В темноте послышался знакомый шелест бумажных денег, затем хруст, с которым их стали рвать. Процесс занял несколько минут, после чего половина пачки со стуком упала на пол у его ног. Левицкий наклонился, поднял ее, сделал вид, что пересчитывает. Затем улыбнулся.
– Уверен, что ваши друзья из «Белого креста» будут счастливы сообщить генералу Франко о том, что завтра, шестнадцатого июня, в одиннадцать сорок пять утра два английских диверсанта объявятся рядом с новым мостом на сто тридцать втором километре шоссе Памплона–Уэска. Их цель – взрыв пункта автоматчиков для обеспечения безопасности атаки партизан на мост. Часом позже солдаты ПОУМ, УКТ и народной милиции ФАИ пойдут в новое наступление на Уэску.
Все это сообщил ему Джулиан. Теперь Джулиан должен умереть.
Левицкий сидел внизу, в баре, наслаждаясь своим неизменным шнапсом. Неимоверная усталость навалилась на него. Цель, которая в тот московский вечер, когда его странный собеседник рассказал о предательстве Лемонтова, блеснула у него мозгу, теперь была достигнута.

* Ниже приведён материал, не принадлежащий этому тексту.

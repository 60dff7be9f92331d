//! Value objects - Immutable objects defined by their attributes

mod ids;
mod quest_params;

pub use ids::*;
pub use quest_params::{
    Constraint, Difficulty, GenerationParams, MoralAlignment, QuestLength, QuestType, RewardType,
};
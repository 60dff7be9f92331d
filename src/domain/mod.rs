//! Domain layer - Core business logic with no external dependencies
//!
//! This layer contains:
//! - Entities: Quest, QuestTemplate
//! - Value Objects: Identifiers, generation vocabulary, parameters
//! - Content: Static tables quests are composed from
//! - Aggregates: Quest library root

pub mod aggregates;
pub mod content;
pub mod entities;
pub mod value_objects;
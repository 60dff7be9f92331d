//! Shared application state

use std::sync::Arc;

use anyhow::Result;

use crate::application::services::LibraryServiceImpl;
use crate::infrastructure::config::AppConfig;
use crate::infrastructure::persistence::JsonFileStorage;

/// Shared application state
pub struct AppState {
    pub config: AppConfig,
    pub library: LibraryServiceImpl,
}

impl AppState {
    pub async fn new(config: AppConfig) -> Result<Self> {
        // Wire the file storage adapter into the library service
        let storage = Arc::new(JsonFileStorage::new(config.storage_path()));
        let library = LibraryServiceImpl::init(storage).await?;

        Ok(Self { config, library })
    }
}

«Что ГРУ хочет, того оно добивается. То, что произойдет теперь – с кем бы то ни было, – уже не имеет значения».
Странно, но Левицкий не испытывал никакого удовлетворения. Ничего, кроме огромной внутренней пустоты. В конце концов, он всего лишь очень старый человек.
«Это дело стоило тебе жизни, старик».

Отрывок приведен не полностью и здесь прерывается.